I have been fond of the depth of Majestic SEO's data and the speed with which you can download millions of backlinks for a website. While not as hyped as similar offerings, Majestic SEO is a cool SEO service worth trying out, and their credit based system allows you to try it out pretty cheaply (unless you are trying to get all the backlinks for a site as big as Wikipedia)...as the credits depend on the number of inbound linking domains.
They give you data on your own domain for free, and share a nice amount of data about third party sites for free. For instance, anyone can look up the most well linked to pages on SEO Book free of charge
What made you decide to create Majestic SEO?
We arrived to it naturally - our main aim with the Majestic-12 Distributed Search Engine project is to create a viable competitor to Google. We use volunteers around the world to help us crawl and index the web data. This project was started in late 2004 and about 2 years later it became clear that we need to be as relevant as Google and in order to do that we have to master power of backlinks and anchor text. As time went on many hundreds of terabytes of data were crawled it also became clear that we need to earn money as well in order to sustain our project. It took well over a year to actually achieve the level that we felt confident with to release it publicly in early 2008.

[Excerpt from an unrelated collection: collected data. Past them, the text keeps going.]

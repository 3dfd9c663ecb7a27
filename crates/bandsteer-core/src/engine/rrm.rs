// ── 802.11k beacon measurements ──
//
// Beacon requests feed the neighbor cache that BTM candidate lists are
// built from. Requests are queued on the client and dispatched from a
// short per-slot timer so a burst of triggers cannot flood the air.

use std::time::Duration;

use bandsteer_bsal::{RrmCaps, RrmMeasurementMode, RrmRequest};
use tracing::{debug, warn};

use crate::model::Client;
use crate::sched::TimerKind;

use super::Ctx;

/// Global operating class covering a channel, for the beacon request
/// frame. 2.4 GHz maps to class 81, everything else to the wide 5/6
/// GHz class 128.
fn op_class_for_channel(channel: u8) -> u8 {
    if channel <= 14 { 81 } else { 128 }
}

fn scan_mode(caps: RrmCaps) -> Option<RrmMeasurementMode> {
    if caps.bcn_rpt_active {
        Some(RrmMeasurementMode::Active)
    } else if caps.bcn_rpt_passive {
        Some(RrmMeasurementMode::Passive)
    } else if caps.bcn_rpt_table {
        Some(RrmMeasurementMode::Table)
    } else {
        None
    }
}

/// Queue a beacon measurement of the client's own channel, dispatched
/// after the configured delay. Silently skipped for clients that never
/// advertised beacon-report support.
pub(crate) fn queue_own_channel(ctx: &mut Ctx<'_>, client: &mut Client) {
    let Some(slot) = client.connected_slot() else {
        return;
    };
    let Some(mode) = scan_mode(slot.info.rrm_caps) else {
        debug!(mac = %client.mac, "client reports no beacon measurement support");
        return;
    };
    let ifname = slot.ifname.clone();
    let channel = ctx
        .topo
        .group_ifaces(slot.group)
        .iter()
        .find(|i| i.ifname == ifname)
        .map_or(0, |i| i.channel);

    let request = RrmRequest {
        op_class: op_class_for_channel(channel),
        channel,
        mode,
        duration: RrmRequest::duration_for(mode),
        rand_interval: 0,
        ssid: String::new(),
        rep_detail: 2,
    };
    match client.queue_rrm(ifname, request) {
        Ok(token) => {
            client.timers.arm(
                ctx.sched,
                client.mac,
                TimerKind::Rrm(token),
                Duration::from_secs(ctx.config.rrm_dispatch_delay_secs),
            );
        }
        Err(err) => warn!(mac = %client.mac, %err, "beacon request dropped"),
    }
}

/// Slot timer expiry: transmit the queued request if the client is
/// still on that interface.
pub(crate) fn on_slot_timer(ctx: &mut Ctx<'_>, client: &mut Client, token: u8) {
    let Some(slot) = client.take_rrm(token) else {
        return;
    };
    if client.connected_ifname.as_deref() != Some(slot.ifname.as_str()) {
        return;
    }
    if let Err(err) = ctx
        .bsal
        .send_rrm_request(&slot.ifname, client.mac, &slot.request)
    {
        warn!(mac = %client.mac, ifname = %slot.ifname, %err, "beacon request failed");
    }
}

/// Drop queued requests and their timers. Fired on disconnect.
pub(crate) fn cancel_all(ctx: &mut Ctx<'_>, client: &mut Client) {
    for kind in client.timers.rrm_kinds() {
        client.timers.cancel(ctx.sched, kind);
    }
    client.rrm_requests.clear();
}
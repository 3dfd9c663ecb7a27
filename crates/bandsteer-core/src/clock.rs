// ── Wall clock abstraction ──

use chrono::{DateTime, Utc};

/// Source of wall-clock time. The engine never calls `Utc::now()`
/// directly so tests can drive time by hand.
pub trait Clock {
    fn now(&self) -> DateTime<Utc>;
}

/// The real clock.
#[derive(Debug, Clone, Copy, Default)]
pub struct SystemClock;

impl Clock for SystemClock {
    fn now(&self) -> DateTime<Utc> {
        Utc::now()
    }
}
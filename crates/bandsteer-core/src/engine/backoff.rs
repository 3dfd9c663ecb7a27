// ── Pre-association backoff ──
//
// After enough rejects the client clearly cannot reach its preferred
// band; blocking is lifted for an exponentially growing period so it
// can at least get online.

use std::time::Duration;

use tracing::{debug, info};

use crate::model::{Client, ClientState};
use crate::sched::TimerKind;
use crate::telemetry::SteeringEvent;

use super::{state, Ctx};

pub(crate) fn enable(ctx: &mut Ctx<'_>, client: &mut Client) {
    if client.state == ClientState::Backoff {
        return;
    }
    state::change(ctx, client, ClientState::Backoff, false);

    client.backoff.connect_calculated = false;
    let delay = client.backoff_delay_secs();
    client.backoff.period_used_secs = delay;

    super::apply_logged(ctx, client);
    client.timers.arm(
        ctx.sched,
        client.mac,
        TimerKind::Backoff,
        Duration::from_secs(delay),
    );
    info!(mac = %client.mac, period_secs = delay, "backoff enabled");
    emit_events(ctx, client, true);
}

/// Clear the reject window and restore blocking. While backoff is
/// running this is a no-op; its timer owns the exit. With no rejects
/// accumulated there is nothing to restore either.
pub(crate) fn disable(ctx: &mut Ctx<'_>, client: &mut Client) {
    if client.state == ClientState::Backoff {
        debug!(mac = %client.mac, "backoff active, disable deferred to its timer");
        return;
    }
    if client.num_rejects == 0 {
        return;
    }
    client.num_rejects = 0;
    client.timers.cancel(ctx.sched, TimerKind::Backoff);
    super::apply_logged(ctx, client);
}

pub(crate) fn on_timer(ctx: &mut Ctx<'_>, client: &mut Client) {
    if client.state != ClientState::Backoff {
        return;
    }
    info!(mac = %client.mac, "backoff period complete");
    let next = if client.connected_ifname.is_some() {
        ClientState::Connected
    } else {
        ClientState::Disconnected
    };
    state::change(ctx, client, next, true);
    disable(ctx, client);
    emit_events(ctx, client, false);
}

/// Track how often the client lands on a blocked band straight out of
/// backoff, which drives the exponential delay.
pub(crate) fn note_connect(client: &mut Client, connected_allowed: bool) {
    if client.state != ClientState::Backoff {
        return;
    }
    if connected_allowed {
        client.backoff.connect_counter = 0;
        client.backoff.connect_calculated = false;
    } else if !client.backoff.connect_calculated {
        client.backoff.connect_counter += 1;
        client.backoff.connect_calculated = true;
    }
}

pub(crate) fn emit_events(ctx: &mut Ctx<'_>, client: &Client, enabled: bool) {
    let period_secs = u32::try_from(client.backoff.period_used_secs).unwrap_or(u32::MAX);
    for ifname in state::disallowed_ifnames(client) {
        ctx.sink.report(
            client.mac,
            &ifname,
            SteeringEvent::Backoff {
                enabled,
                period_secs,
            },
        );
    }
}
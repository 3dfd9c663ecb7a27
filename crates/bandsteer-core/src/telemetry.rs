// ── Telemetry event sink ──

use bandsteer_bsal::{DisconnectSource, DisconnectType, RrmCaps};
use serde::{Deserialize, Serialize};
use strum::Display;

/// Discrete steering events reported upstream, each scoped to one
/// client and one interface.
#[derive(Debug, Clone, PartialEq, Eq, Serialize, Deserialize, Display)]
pub enum SteeringEvent {
    Connect,
    Disconnect {
        source: DisconnectSource,
        kind: DisconnectType,
        reason: u8,
    },
    Probe {
        snr: u8,
        broadcast: bool,
        blocked: bool,
    },
    AuthBlock {
        snr: u8,
        reject_reason: u8,
    },
    /// Pre-association backoff started or ended.
    Backoff {
        enabled: bool,
        period_secs: u32,
    },
    BandSteeringAttempt,
    ClientSteeringAttempt,
    ClientSteeringStarted,
    ClientSteeringFailed,
    ClientSteeringExpired,
    ClientSteeringDisabled,
    ActivityChange {
        active: bool,
    },
    /// Capability snapshot learned at association time.
    Capabilities {
        is_btm_supported: bool,
        rrm_caps: RrmCaps,
    },
    BtmStatus {
        status: u8,
    },
}

/// Upstream report pipeline for steering telemetry.
pub trait EventSink {
    fn report(&mut self, mac: bandsteer_bsal::MacAddress, ifname: &str, event: SteeringEvent);
}
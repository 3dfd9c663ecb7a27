// ── Client policy and state enums ──
//
// Everything the config layer can set for one client, plus the
// connection/steering state enums driven by the engine.

use bandsteer_bsal::{BtmParams, NeighborReport, RadioType};
use serde::{Deserialize, Serialize};
use strum::{Display, EnumString};

use super::{DEFAULT_ACTIVE_THRESHOLD_BPS, DEFAULT_BACKOFF_EXP_BASE};

// ── Policy enums ────────────────────────────────────────────────────

/// When association on a disallowed band is still permitted.
#[derive(
    Debug, Clone, Copy, PartialEq, Eq, Default, Serialize, Deserialize, Display, EnumString,
)]
#[strum(serialize_all = "snake_case")]
#[serde(rename_all = "snake_case")]
pub enum PrefAllowed {
    /// Never block; steering thresholds stay disarmed.
    #[default]
    Never,
    /// Block only above the configured HWM.
    Hwm,
    /// Always block, regardless of signal.
    Always,
    /// Block unless every steerable channel is DFS.
    NonDfs,
}

/// Which blocked frames count as a steering reject.
#[derive(
    Debug, Clone, Copy, PartialEq, Eq, Default, Serialize, Deserialize, Display, EnumString,
)]
#[strum(serialize_all = "snake_case")]
#[serde(rename_all = "snake_case")]
pub enum RejectDetection {
    ProbeAll,
    #[default]
    ProbeNull,
    ProbeDirect,
    AuthBlocked,
}

/// How a client is removed from an interface when kicked.
#[derive(
    Debug, Clone, Copy, PartialEq, Eq, Default, Serialize, Deserialize, Display, EnumString,
)]
#[strum(serialize_all = "snake_case")]
#[serde(rename_all = "snake_case")]
pub enum KickType {
    #[default]
    None,
    Disassoc,
    Deauth,
    BssTm,
    RrmBrReq,
    BtmDisassoc,
    BtmDeauth,
    RrmDisassoc,
    RrmDeauth,
}

/// Client-steering mode requested by the controller.
#[derive(
    Debug, Clone, Copy, PartialEq, Eq, Default, Serialize, Deserialize, Display, EnumString,
)]
#[strum(serialize_all = "snake_case")]
#[serde(rename_all = "snake_case")]
pub enum CsMode {
    #[default]
    Off,
    /// Steer toward a specific target band.
    Home,
    /// Steer away from this node entirely.
    Away,
}

/// Sub-state of an active client-steering attempt.
#[derive(Debug, Clone, Copy, PartialEq, Eq, Serialize, Deserialize, Display)]
#[strum(serialize_all = "snake_case")]
pub enum CsPhase {
    Steering,
    Expired,
    Failed,
    XingLow,
    XingHigh,
    XingDisabled,
}

/// Client-steering state as published back to the config layer.
#[derive(
    Debug, Clone, Copy, PartialEq, Eq, Default, Serialize, Deserialize, Display, EnumString,
)]
#[strum(serialize_all = "snake_case")]
#[serde(rename_all = "snake_case")]
pub enum CsState {
    #[default]
    None,
    Steering,
    Expired,
    Failed,
    XingLow,
    XingHigh,
    XingDisabled,
}

impl From<CsPhase> for CsState {
    fn from(phase: CsPhase) -> Self {
        match phase {
            CsPhase::Steering => Self::Steering,
            CsPhase::Expired => Self::Expired,
            CsPhase::Failed => Self::Failed,
            CsPhase::XingLow => Self::XingLow,
            CsPhase::XingHigh => Self::XingHigh,
            CsPhase::XingDisabled => Self::XingDisabled,
        }
    }
}

/// Connection-level state of a client.
#[derive(
    Debug, Clone, Copy, PartialEq, Eq, Default, Serialize, Deserialize, Display, EnumString,
)]
#[strum(serialize_all = "snake_case")]
pub enum ClientState {
    #[default]
    Disconnected,
    Connected,
    /// A blocked client currently being pushed toward its preferred
    /// band. Force-reset to `Disconnected` if it lingers.
    Steering,
    /// Pre-association backoff; blocking relaxed after repeated
    /// rejects. Left only via a forced transition.
    Backoff,
}

/// Which rule set drives a client's thresholds right now.
///
/// Client steering carries its sub-state with it, so "client-steering
/// thresholds without an active attempt" is unrepresentable.
#[derive(Debug, Clone, Copy, PartialEq, Eq, Serialize, Deserialize)]
pub enum ClientMode {
    BandSteering,
    ClientSteering(CsPhase),
}

impl Default for ClientMode {
    fn default() -> Self {
        Self::BandSteering
    }
}

/// What prompted a kick.
#[derive(Debug, Clone, Copy, PartialEq, Eq, Serialize, Deserialize, Display)]
#[strum(serialize_all = "snake_case")]
pub enum KickSource {
    /// Signal rose above the HWM on a blocked band.
    Steering,
    /// Signal fell below the LWM on the client's current band.
    Sticky,
    /// Controller-requested immediate kick.
    Force,
}

// ── Policy structs ──────────────────────────────────────────────────

/// Kick behavior for one trigger.
#[derive(Debug, Clone, Copy, PartialEq, Eq, Default, Serialize, Deserialize)]
pub struct KickPolicy {
    pub kick_type: KickType,
    /// 802.11 reason code placed in the disconnect frame.
    pub reason: u8,
    /// Seconds since last connect during which kicks are suppressed.
    pub debounce_period_secs: u32,
}

/// BTM parameter set for one trigger, plus an optional static
/// candidate that always heads the neighbor list.
#[derive(Debug, Clone, Copy, PartialEq, Eq, Default, Serialize, Deserialize)]
pub struct BtmConfig {
    pub params: BtmParams,
    pub static_neighbor: Option<NeighborReport>,
}

impl BtmConfig {
    pub fn new(params: BtmParams) -> Self {
        Self {
            params,
            static_neighbor: None,
        }
    }
}

/// 802.11k beacon-measurement behavior.
#[derive(Debug, Clone, Copy, PartialEq, Eq, Serialize, Deserialize)]
pub struct RrmPolicy {
    pub send_after_assoc: bool,
    pub send_after_xing: bool,
    /// Cached neighbor reports older than this are dropped.
    pub age_time_secs: u32,
}

impl Default for RrmPolicy {
    fn default() -> Self {
        Self {
            send_after_assoc: false,
            send_after_xing: false,
            age_time_secs: 60,
        }
    }
}

/// Client-steering policy block (the `cs_params` column).
#[derive(Debug, Clone, Copy, PartialEq, Eq, Serialize, Deserialize)]
pub struct CsPolicy {
    pub mode: CsMode,
    /// Target band for `Home` mode. `None` falls back to band steering.
    pub band: Option<RadioType>,
    pub hwm: u8,
    pub lwm: u8,
    pub probe_block: bool,
    pub auth_block: bool,
    /// Status code for blocked auth; `None` blocks silently.
    pub auth_reject_reason: Option<u16>,
    pub max_rejects: u32,
    pub rejects_window_secs: u32,
    pub enforce_period_secs: u32,
    /// Tear down client steering on a sustained RSSI crossing.
    pub auto_disable: bool,
    pub reject_detection: Option<RejectDetection>,
}

impl Default for CsPolicy {
    fn default() -> Self {
        Self {
            mode: CsMode::Off,
            band: None,
            hwm: 0,
            lwm: 0,
            probe_block: false,
            auth_block: false,
            auth_reject_reason: None,
            max_rejects: 0,
            rejects_window_secs: 0,
            enforce_period_secs: 60,
            auto_disable: false,
            reject_detection: None,
        }
    }
}

/// Full per-client policy, replaced wholesale on every config update.
#[derive(Debug, Clone, PartialEq, Eq, Serialize, Deserialize)]
pub struct ClientPolicy {
    pub hwm: u8,
    pub lwm: u8,
    pub pref_allowed: PrefAllowed,
    pub pre_assoc_auth_block: bool,
    pub reject_detection: RejectDetection,

    pub steering_kick: KickPolicy,
    pub sticky_kick: KickPolicy,
    /// Controller-forced kicks.
    pub force_kick: KickPolicy,
    /// Settle windows after a kick during which crossings are ignored.
    pub steering_kick_guard_secs: u32,
    pub sticky_kick_guard_secs: u32,
    pub kick_upon_idle: bool,

    pub max_rejects: u32,
    pub rejects_window_secs: u32,
    pub backoff_period_secs: u32,
    pub backoff_exp_base: u32,
    pub steer_during_backoff: bool,

    /// SNR delta below which probe reports are throttled. Zero uses
    /// the built-in default.
    pub preq_snr_thr: u8,
    pub active_threshold_bps: u64,

    pub cs: CsPolicy,
    pub steering_btm: BtmConfig,
    pub sticky_btm: BtmConfig,
    pub force_btm: BtmConfig,
    pub rrm: RrmPolicy,
}

impl Default for ClientPolicy {
    fn default() -> Self {
        Self {
            hwm: 0,
            lwm: 0,
            pref_allowed: PrefAllowed::default(),
            pre_assoc_auth_block: false,
            reject_detection: RejectDetection::default(),
            steering_kick: KickPolicy::default(),
            sticky_kick: KickPolicy::default(),
            force_kick: KickPolicy::default(),
            steering_kick_guard_secs: 0,
            sticky_kick_guard_secs: 0,
            kick_upon_idle: false,
            max_rejects: 0,
            rejects_window_secs: 0,
            backoff_period_secs: 0,
            backoff_exp_base: DEFAULT_BACKOFF_EXP_BASE,
            steer_during_backoff: false,
            preq_snr_thr: 0,
            active_threshold_bps: DEFAULT_ACTIVE_THRESHOLD_BPS,
            cs: CsPolicy::default(),
            steering_btm: BtmConfig::default(),
            sticky_btm: BtmConfig::default(),
            force_btm: BtmConfig::default(),
            rrm: RrmPolicy::default(),
        }
    }
}

impl ClientPolicy {
    /// Kick policy for one trigger.
    pub fn kick_for(&self, source: KickSource) -> &KickPolicy {
        match source {
            KickSource::Steering => &self.steering_kick,
            KickSource::Sticky => &self.sticky_kick,
            KickSource::Force => &self.force_kick,
        }
    }

    /// BTM parameter set for one trigger.
    pub fn btm_for(&self, source: KickSource) -> &BtmConfig {
        match source {
            KickSource::Steering => &self.steering_btm,
            KickSource::Sticky => &self.sticky_btm,
            KickSource::Force => &self.force_btm,
        }
    }
}

#[cfg(test)]
#[allow(clippy::unwrap_used)]
mod tests {
    use pretty_assertions::assert_eq;

    use super::*;

    #[test]
    fn policy_enums_parse_their_wire_names() {
        assert_eq!("non_dfs".parse::<PrefAllowed>().unwrap(), PrefAllowed::NonDfs);
        assert_eq!(
            "probe_null".parse::<RejectDetection>().unwrap(),
            RejectDetection::ProbeNull
        );
        assert_eq!("btm_deauth".parse::<KickType>().unwrap(), KickType::BtmDeauth);
        assert_eq!("away".parse::<CsMode>().unwrap(), CsMode::Away);
        assert!("sideways".parse::<CsMode>().is_err());
    }

    #[test]
    fn cs_phase_maps_onto_published_state() {
        assert_eq!(CsState::from(CsPhase::XingDisabled), CsState::XingDisabled);
        assert_eq!(CsState::from(CsPhase::Steering), CsState::Steering);
    }

    #[test]
    fn cs_state_wire_form_is_snake_case() {
        assert_eq!(CsState::XingHigh.to_string(), "xing_high");
        assert_eq!("xing_low".parse::<CsState>().unwrap(), CsState::XingLow);
    }
}
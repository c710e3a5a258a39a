//! Product Form Aggregate
//!
//! Seller-side session state for a product with variants: the groups, the
//! product-level defaults and the SKU matrix derived from them.

use chrono::{DateTime, Utc};
use std::collections::HashMap;
use std::sync::Arc;
use crate::domain::aggregates::variant_matrix::{self, ProductDefaults, SkuCombination, VariantGroup, VariantOption};
use crate::domain::events::{DomainEvent, VariantEvent};
use crate::domain::value_objects::ImageRef;

#[derive(Clone, Debug)]
pub struct ProductForm {
    groups: Vec<VariantGroup>,
    defaults: ProductDefaults,
    skus: Arc<Vec<SkuCombination>>,
    created_at: DateTime<Utc>,
    updated_at: DateTime<Utc>,
    events: Vec<DomainEvent>,
}

impl ProductForm {
    pub fn new(defaults: ProductDefaults) -> Self {
        let now = Utc::now();
        Self { groups: vec![], defaults, skus: Arc::new(vec![]), created_at: now, updated_at: now, events: vec![] }
    }

    /// Reopens a product loaded for editing. The stored SKUs are merged against
    /// the groups so stale or missing combinations are reconciled up front.
    pub fn restore(groups: Vec<VariantGroup>, defaults: ProductDefaults, skus: Vec<SkuCombination>) -> Self {
        let mut form = Self::new(defaults);
        form.groups = groups;
        form.skus = Arc::new(skus);
        form.recompute();
        form.events.clear();
        form
    }

    pub fn groups(&self) -> &[VariantGroup] { &self.groups }
    pub fn defaults(&self) -> &ProductDefaults { &self.defaults }
    pub fn skus(&self) -> &Arc<Vec<SkuCombination>> { &self.skus }
    pub fn has_variants(&self) -> bool { !self.groups.is_empty() }
    pub fn created_at(&self) -> DateTime<Utc> { self.created_at }
    pub fn updated_at(&self) -> DateTime<Utc> { self.updated_at }

    pub fn add_group(&mut self, title: &str) -> Result<String, VariantError> {
        let title = require_title(title)?;
        let group = VariantGroup::new(title);
        let id = group.id.clone();
        self.groups.push(group);
        self.raise_event(DomainEvent::Variant(VariantEvent::GroupAdded { group_id: id.clone(), title: title.to_string() }));
        self.recompute();
        Ok(id)
    }

    pub fn rename_group(&mut self, group_id: &str, title: &str) -> Result<(), VariantError> {
        let title = require_title(title)?;
        self.group_mut(group_id)?.title = title.to_string();
        self.recompute();
        Ok(())
    }

    pub fn remove_group(&mut self, group_id: &str) -> Result<(), VariantError> {
        let before = self.groups.len();
        self.groups.retain(|g| g.id != group_id);
        if self.groups.len() == before { return Err(VariantError::GroupNotFound(group_id.to_string())); }
        self.raise_event(DomainEvent::Variant(VariantEvent::GroupRemoved { group_id: group_id.to_string() }));
        self.recompute();
        Ok(())
    }

    pub fn add_option(&mut self, group_id: &str, title: &str) -> Result<String, VariantError> {
        let title = require_title(title)?;
        let option = VariantOption::new(title);
        let id = option.id.clone();
        self.group_mut(group_id)?.options.push(option);
        self.raise_event(DomainEvent::Variant(VariantEvent::OptionAdded { group_id: group_id.to_string(), option_id: id.clone() }));
        self.recompute();
        Ok(id)
    }

    pub fn rename_option(&mut self, group_id: &str, option_id: &str, title: &str) -> Result<(), VariantError> {
        let title = require_title(title)?;
        self.option_mut(group_id, option_id)?.title = title.to_string();
        self.recompute();
        Ok(())
    }

    /// Attaches or clears an option's image. Releasing the old preview is up to the caller.
    pub fn set_option_image(&mut self, group_id: &str, option_id: &str, image: Option<ImageRef>, preview: Option<String>) -> Result<(), VariantError> {
        let option = self.option_mut(group_id, option_id)?;
        option.image = image;
        option.image_preview = preview;
        self.touch();
        Ok(())
    }

    pub fn remove_option(&mut self, group_id: &str, option_id: &str) -> Result<(), VariantError> {
        self.option_mut(group_id, option_id)?;
        self.groups = variant_matrix::remove_option(&self.groups, group_id, option_id);
        self.raise_event(DomainEvent::Variant(VariantEvent::OptionRemoved { group_id: group_id.to_string(), option_id: option_id.to_string() }));
        self.recompute();
        Ok(())
    }

    pub fn set_defaults(&mut self, defaults: ProductDefaults) {
        self.defaults = defaults;
        self.recompute();
    }

    /// Applies a seller edit to one SKU. The SKU's id and option choice cannot
    /// be changed through here.
    pub fn update_sku<F>(&mut self, sku_id: &str, edit: F) -> Result<(), VariantError>
    where
        F: FnOnce(&mut SkuCombination),
    {
        let mut next = (*self.skus).clone();
        let sku = next.iter_mut().find(|s| s.id == sku_id).ok_or_else(|| VariantError::SkuNotFound(sku_id.to_string()))?;
        let (id, option_ids, option_map) = (sku.id.clone(), sku.option_ids.clone(), sku.option_map.clone());
        edit(sku);
        sku.id = id;
        sku.option_ids = option_ids;
        sku.option_map = option_map;
        self.skus = Arc::new(next);
        self.raise_event(DomainEvent::Variant(VariantEvent::SkuUpdated { sku_id: sku_id.to_string() }));
        self.touch();
        Ok(())
    }

    /// Every rule the SKU list breaks, in list order.
    pub fn submission_issues(&self) -> Vec<SkuValidationError> {
        let mut issues = vec![];
        let mut codes: HashMap<&str, &str> = HashMap::new();
        for sku in self.skus.iter() {
            if sku.is_active {
                match sku.price {
                    Some(p) if p > rust_decimal::Decimal::ZERO => {}
                    _ => issues.push(SkuValidationError::MissingPrice { sku_id: sku.id.clone() }),
                }
                if sku.quantity.is_none() { issues.push(SkuValidationError::MissingQuantity { sku_id: sku.id.clone() }); }
            }
            if let (Some(compare), Some(price)) = (sku.compare_price, sku.price) {
                if compare < price { issues.push(SkuValidationError::ComparePriceBelowPrice { sku_id: sku.id.clone() }); }
            }
            if let Some(code) = sku.sku_code.as_deref().map(str::trim).filter(|c| !c.is_empty()) {
                if codes.insert(code, &sku.id).is_some() {
                    issues.push(SkuValidationError::DuplicateSkuCode { code: code.to_string() });
                }
            }
        }
        issues
    }

    pub fn validate_for_submission(&self) -> Result<(), SkuValidationError> {
        match self.submission_issues().into_iter().next() {
            Some(issue) => Err(issue),
            None => Ok(()),
        }
    }

    pub fn take_events(&mut self) -> Vec<DomainEvent> { std::mem::take(&mut self.events) }

    fn recompute(&mut self) {
        let next = variant_matrix::generate_combinations(&self.groups, &self.defaults, &self.skus);
        if !Arc::ptr_eq(&next, &self.skus) {
            self.skus = next;
            let sku_count = self.skus.len();
            self.raise_event(DomainEvent::Variant(VariantEvent::MatrixRebuilt { sku_count }));
        }
        self.touch();
    }

    fn group_mut(&mut self, group_id: &str) -> Result<&mut VariantGroup, VariantError> {
        self.groups.iter_mut().find(|g| g.id == group_id).ok_or_else(|| VariantError::GroupNotFound(group_id.to_string()))
    }

    fn option_mut(&mut self, group_id: &str, option_id: &str) -> Result<&mut VariantOption, VariantError> {
        self.group_mut(group_id)?
            .options.iter_mut().find(|o| o.id == option_id)
            .ok_or_else(|| VariantError::OptionNotFound { group_id: group_id.to_string(), option_id: option_id.to_string() })
    }

    fn raise_event(&mut self, e: DomainEvent) { self.events.push(e); }
    fn touch(&mut self) { self.updated_at = Utc::now(); }
}

fn require_title(title: &str) -> Result<&str, VariantError> {
    let title = title.trim();
    if title.is_empty() { Err(VariantError::EmptyTitle) } else { Ok(title) }
}

#[derive(Debug, Clone, PartialEq, Eq, thiserror::Error)]
pub enum VariantError {
    #[error("Variant group not found: {0}")]
    GroupNotFound(String),
    #[error("Option {option_id} not found in group {group_id}")]
    OptionNotFound { group_id: String, option_id: String },
    #[error("SKU not found: {0}")]
    SkuNotFound(String),
    #[error("Title must not be empty")]
    EmptyTitle,
}

#[derive(Debug, Clone, PartialEq, Eq, thiserror::Error)]
pub enum SkuValidationError {
    #[error("SKU {sku_id} needs a price above zero")]
    MissingPrice { sku_id: String },
    #[error("SKU {sku_id} needs a stock quantity")]
    MissingQuantity { sku_id: String },
    #[error("SKU {sku_id} compare price is below its price")]
    ComparePriceBelowPrice { sku_id: String },
    #[error("SKU code {code} is used more than once")]
    DuplicateSkuCode { code: String },
}
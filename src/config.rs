//! Service configuration from environment variables

#[derive(Clone, Debug, PartialEq, Eq)]
pub struct Config {
    pub host: String,
    pub port: u16,
}

impl Default for Config {
    fn default() -> Self { Self { host: "0.0.0.0".to_string(), port: 8083 } }
}

impl Config {
    /// Reads `HOST` and `PORT`. Call `dotenvy::dotenv()` first to pick up a `.env` file.
    pub fn from_env() -> Result<Self, ConfigError> { Self::from_lookup(|key| std::env::var(key).ok()) }

    pub fn from_lookup<F>(lookup: F) -> Result<Self, ConfigError>
    where
        F: Fn(&str) -> Option<String>,
    {
        let defaults = Self::default();
        let host = lookup("HOST").filter(|h| !h.trim().is_empty()).unwrap_or(defaults.host);
        let port = match lookup("PORT") {
            Some(raw) => raw.trim().parse::<u16>().map_err(|_| ConfigError::InvalidPort(raw))?,
            None => defaults.port,
        };
        Ok(Self { host, port })
    }

    pub fn bind_addr(&self) -> String { format!("{}:{}", self.host, self.port) }
}

#[derive(Debug, Clone, PartialEq, Eq, thiserror::Error)]
pub enum ConfigError {
    #[error("Invalid PORT value: {0}")]
    InvalidPort(String),
}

What were the hardest parts about getting it up and running?
The most difficult part was to avoid the temptation to simplify the problem and focus on a small subset of data that is much smaller than that indexed by Google. It was felt that it would be a mistake as you can't really be sure that you have the same view of the web unless you are close to Google's scale.
Once it was decided to follow the hard path a lot of technical scalability problems had to be solved as well, and then deal with the financial aspect of storing insane amount of data using sane amount of hardware.
You use a distributed crawl, much like Grub did. What were some of the key points to get people to want to contribute to the project? How many servers are you running?
The people that joined our project did so because they felt that Google is quickly becoming a monopoly (this was back in 2004) and a viable alternative was necessary. We have over 100 regulars in our project that run distributed crawler and analyser on well over 150 distributed clients: all this allows us to crawl at sustained rate of around 500 Mbits.
Since we recently moved closer to commercial world with Majestic-SEO it was decided that our project participants will benefit from our success by virtue of share ownership - essentially project members are partners. It needs to be stressed here that our members did not join the project for financial reasons.
How often do you crawl? How often do you crawl pages that have not been updated recently?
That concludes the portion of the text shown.